* Your objective *
Where in the records does the word "concurrency" appear? Copy each line that holds it.

[Stored data entries]
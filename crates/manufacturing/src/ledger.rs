//! Quantity ledger: the four quantities of a reservation and the gaps between them.
//!
//! Pure arithmetic, no IO. All quantities share the reservation's unit.

use rust_decimal::Decimal;
use serde::{Deserialize, Serialize};

use forgeerp_core::{DomainError, DomainResult, ValueObject};

/// Snapshot of a reservation's quantities.
///
/// `issued` and `returned` are gross totals; what is still consumed is
/// `net_issued() = issued - returned`. Returned stock goes back to the
/// committed-but-unissued pool, so issue capacity is measured against net.
#[derive(Debug, Copy, Clone, PartialEq, Eq, Serialize, Deserialize)]
pub struct QuantityLedger {
    required: Decimal,
    allocated: Decimal,
    issued: Decimal,
    returned: Decimal,
}

impl ValueObject for QuantityLedger {}

impl Default for QuantityLedger {
    fn default() -> Self {
        Self::new(Decimal::ZERO)
    }
}

impl QuantityLedger {
    pub fn new(required: Decimal) -> Self {
        Self {
            required,
            allocated: Decimal::ZERO,
            issued: Decimal::ZERO,
            returned: Decimal::ZERO,
        }
    }

    /// Rebuild a ledger from already-summed parts (used by the defensive check).
    pub fn from_parts(
        required: Decimal,
        allocated: Decimal,
        issued: Decimal,
        returned: Decimal,
    ) -> Self {
        Self {
            required,
            allocated,
            issued,
            returned,
        }
    }

    pub fn required(&self) -> Decimal {
        self.required
    }

    pub fn allocated(&self) -> Decimal {
        self.allocated
    }

    pub fn issued(&self) -> Decimal {
        self.issued
    }

    pub fn returned(&self) -> Decimal {
        self.returned
    }

    pub fn net_issued(&self) -> Decimal {
        self.issued - self.returned
    }

    /// `required - allocated`: how much more stock may still be committed.
    pub fn remaining_to_allocate(&self) -> Decimal {
        self.required - self.allocated
    }

    /// `allocated - net_issued`: committed stock not yet consumed.
    pub fn remaining_to_issue(&self) -> Decimal {
        self.allocated - self.net_issued()
    }

    /// `required - net_issued`: how much of the requirement is still unmet.
    pub fn remaining_requirement(&self) -> Decimal {
        self.required - self.net_issued()
    }

    pub fn is_fully_allocated(&self) -> bool {
        self.allocated == self.required
    }

    pub fn is_fully_consumed(&self) -> bool {
        self.is_fully_allocated() && self.net_issued() == self.allocated && !self.allocated.is_zero()
    }

    pub fn with_allocated(self, quantity: Decimal) -> Self {
        Self {
            allocated: self.allocated + quantity,
            ..self
        }
    }

    pub fn with_released(self, quantity: Decimal) -> Self {
        Self {
            allocated: self.allocated - quantity,
            ..self
        }
    }

    pub fn with_issued(self, quantity: Decimal) -> Self {
        Self {
            issued: self.issued + quantity,
            ..self
        }
    }

    pub fn with_returned(self, quantity: Decimal) -> Self {
        Self {
            returned: self.returned + quantity,
            ..self
        }
    }

    /// Verify the ordering bounds between the four quantities.
    ///
    /// A failure here means the ledger was corrupted by a bug; it is reported as
    /// `InvariantViolation`, never corrected.
    pub fn check(&self) -> DomainResult<()> {
        let zero = Decimal::ZERO;
        if self.required <= zero {
            return Err(DomainError::invariant(format!(
                "required quantity must be positive (required={})",
                self.required
            )));
        }
        if self.allocated < zero || self.allocated > self.required {
            return Err(DomainError::invariant(format!(
                "allocated out of bounds (allocated={}, required={})",
                self.allocated, self.required
            )));
        }
        if self.returned < zero || self.returned > self.issued {
            return Err(DomainError::invariant(format!(
                "returned out of bounds (returned={}, issued={})",
                self.returned, self.issued
            )));
        }
        let net = self.net_issued();
        if net < zero || net > self.allocated {
            return Err(DomainError::invariant(format!(
                "net issued out of bounds (net_issued={net}, allocated={})",
                self.allocated
            )));
        }
        Ok(())
    }
}

#[cfg(test)]
mod tests {
    use super::*;

    fn qty(v: i64) -> Decimal {
        Decimal::from(v)
    }

    #[test]
    fn remaining_quantities_follow_the_ledger() {
        let ledger = QuantityLedger::new(qty(10))
            .with_allocated(qty(7))
            .with_issued(qty(5))
            .with_returned(qty(1));

        assert_eq!(ledger.net_issued(), qty(4));
        assert_eq!(ledger.remaining_to_allocate(), qty(3));
        assert_eq!(ledger.remaining_to_issue(), qty(3));
        assert_eq!(ledger.remaining_requirement(), qty(6));
        assert!(ledger.check().is_ok());
    }

    #[test]
    fn fractional_quantities_are_exact() {
        let ledger = QuantityLedger::new(Decimal::new(25, 1))
            .with_allocated(Decimal::new(12, 1))
            .with_allocated(Decimal::new(13, 1));

        assert!(ledger.is_fully_allocated());
        assert!(ledger.remaining_to_allocate().is_zero());
    }

    #[test]
    fn over_allocation_is_reported_not_clamped() {
        let ledger = QuantityLedger::new(qty(10)).with_allocated(qty(11));
        let err = ledger.check().unwrap_err();
        assert!(err.is_fatal());
        assert!(ledger.remaining_to_allocate() < Decimal::ZERO);
    }

    #[test]
    fn over_return_is_reported() {
        let ledger = QuantityLedger::new(qty(10))
            .with_allocated(qty(5))
            .with_issued(qty(2))
            .with_returned(qty(3));
        assert!(matches!(ledger.check(), Err(DomainError::InvariantViolation(_))));
    }

    #[test]
    fn fully_consumed_needs_full_allocation_and_full_net_issue() {
        let partly = QuantityLedger::new(qty(4)).with_allocated(qty(4)).with_issued(qty(4));
        assert!(partly.is_fully_consumed());

        let returned = partly.with_returned(qty(1));
        assert!(!returned.is_fully_consumed());
        assert_eq!(returned.remaining_to_issue(), qty(1));
    }
}
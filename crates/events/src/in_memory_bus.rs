//! In-memory event bus for tests/dev.

use std::sync::{Mutex, mpsc};

use crate::bus::{EventBus, Subscription};

#[derive(Debug)]
pub enum InMemoryBusError {
    /// Publish failed due to internal lock poisoning.
    Poisoned,
}

/// In-memory pub/sub bus.
///
/// - No IO / no async
/// - Fan-out to every live subscriber; dropped subscribers are pruned on publish
#[derive(Debug)]
pub struct InMemoryEventBus<M> {
    subscribers: Mutex<Vec<mpsc::Sender<M>>>,
}

impl<M> InMemoryEventBus<M> {
    pub fn new() -> Self {
        Self::default()
    }

    /// Number of live subscriptions seen at the last publish.
    pub fn subscriber_count(&self) -> usize {
        self.subscribers.lock().map(|s| s.len()).unwrap_or(0)
    }
}

impl<M> Default for InMemoryEventBus<M> {
    fn default() -> Self {
        Self {
            subscribers: Mutex::new(Vec::new()),
        }
    }
}

impl<M> EventBus<M> for InMemoryEventBus<M>
where
    M: Clone + Send + 'static,
{
    type Error = InMemoryBusError;

    fn publish(&self, message: M) -> Result<(), Self::Error> {
        let mut subs = self.subscribers.lock().map_err(|_| InMemoryBusError::Poisoned)?;
        subs.retain(|tx| tx.send(message.clone()).is_ok());
        Ok(())
    }

    fn subscribe(&self) -> Subscription<M> {
        let (tx, rx) = mpsc::channel();

        // A poisoned lock still yields a subscription; it just never receives.
        if let Ok(mut subs) = self.subscribers.lock() {
            subs.push(tx);
        }

        Subscription::new(rx)
    }
}
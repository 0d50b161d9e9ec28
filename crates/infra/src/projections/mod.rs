//! Projection implementations (read model builders).
//!
//! Projections consume published envelopes and build query-optimized read
//! models. All projections are:
//! - **Rebuildable**: Can be reconstructed from the event stream
//! - **Tenant-isolated**: Data is partitioned by tenant
//! - **Idempotent**: Safe for at-least-once delivery

pub mod cursor_store;
pub mod reservations;

pub use cursor_store::{InMemoryCursorStore, ProjectionCursorStore};
pub use reservations::{
    ProductReservationSummary, ReservationProjectionError, ReservationQuery,
    ReservationReadModel, ReservationSummary, ReservationsProjection,
};
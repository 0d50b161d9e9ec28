//! Aggregate root trait for event-sourced (and non-event-sourced) domain models.

use crate::error::{DomainError, DomainResult};

/// Aggregate root marker + minimal interface.
///
/// This is intentionally small so ERP modules can decide how they model state
/// transitions (pure functions, event application, etc.) without bringing in any
/// infrastructure concerns.
pub trait AggregateRoot {
    /// Strongly-typed aggregate identifier.
    type Id: Clone + Eq + core::hash::Hash + core::fmt::Debug;

    /// Returns the aggregate identifier.
    fn id(&self) -> &Self::Id;

    /// Monotonically increasing version of the aggregate's state.
    ///
    /// For event-sourced aggregates this is the number of events applied, which
    /// equals the stream revision.
    fn version(&self) -> u64;
}

/// Optimistic concurrency expectation for an aggregate.
#[derive(Debug, Copy, Clone, PartialEq, Eq)]
pub enum ExpectedVersion {
    /// Skip version checking (useful for migrations and replays).
    Any,
    /// Require the aggregate to be at an exact version.
    Exact(u64),
}

impl ExpectedVersion {
    pub fn matches(self, actual: u64) -> bool {
        match self {
            ExpectedVersion::Any => true,
            ExpectedVersion::Exact(v) => v == actual,
        }
    }

    pub fn check(self, actual: u64) -> DomainResult<()> {
        if self.matches(actual) {
            Ok(())
        } else {
            Err(DomainError::conflict(format!(
                "optimistic concurrency check failed (expected: {self:?}, actual: {actual})"
            )))
        }
    }
}

/// Aggregate execution semantics (pure, deterministic).
///
/// - **Decision logic**: `handle(&self, cmd)` returns events.
/// - **State mutation**: `apply(&mut self, event)` evolves state.
///
/// Aggregates must not perform IO or side effects. They should only return events
/// describing what happened.
pub trait Aggregate: AggregateRoot {
    type Command: Clone + core::fmt::Debug;
    type Event: Clone + core::fmt::Debug;
    type Error: core::fmt::Debug;

    /// Evolve in-memory state from a single event.
    ///
    /// Implementations must stay deterministic and bump `version()` by one per
    /// applied event.
    fn apply(&mut self, event: &Self::Event);

    /// Decide which events to emit given the current state and a command.
    ///
    /// This must not mutate state. State evolution is done through `apply`.
    fn handle(&self, command: &Self::Command) -> Result<Vec<Self::Event>, Self::Error>;
}

#[cfg(test)]
mod tests {
    use super::*;

    #[test]
    fn exact_version_rejects_stale_expectation() {
        assert!(ExpectedVersion::Exact(3).check(3).is_ok());
        let err = ExpectedVersion::Exact(2).check(3).unwrap_err();
        assert!(matches!(err, DomainError::Conflict(_)));
        assert!(ExpectedVersion::Any.matches(42));
    }
}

* Finished task *
/// Optimistic concurrency expectation for an aggregate.
                "optimistic concurrency check failed (expected: {self:?}, actual: {actual})"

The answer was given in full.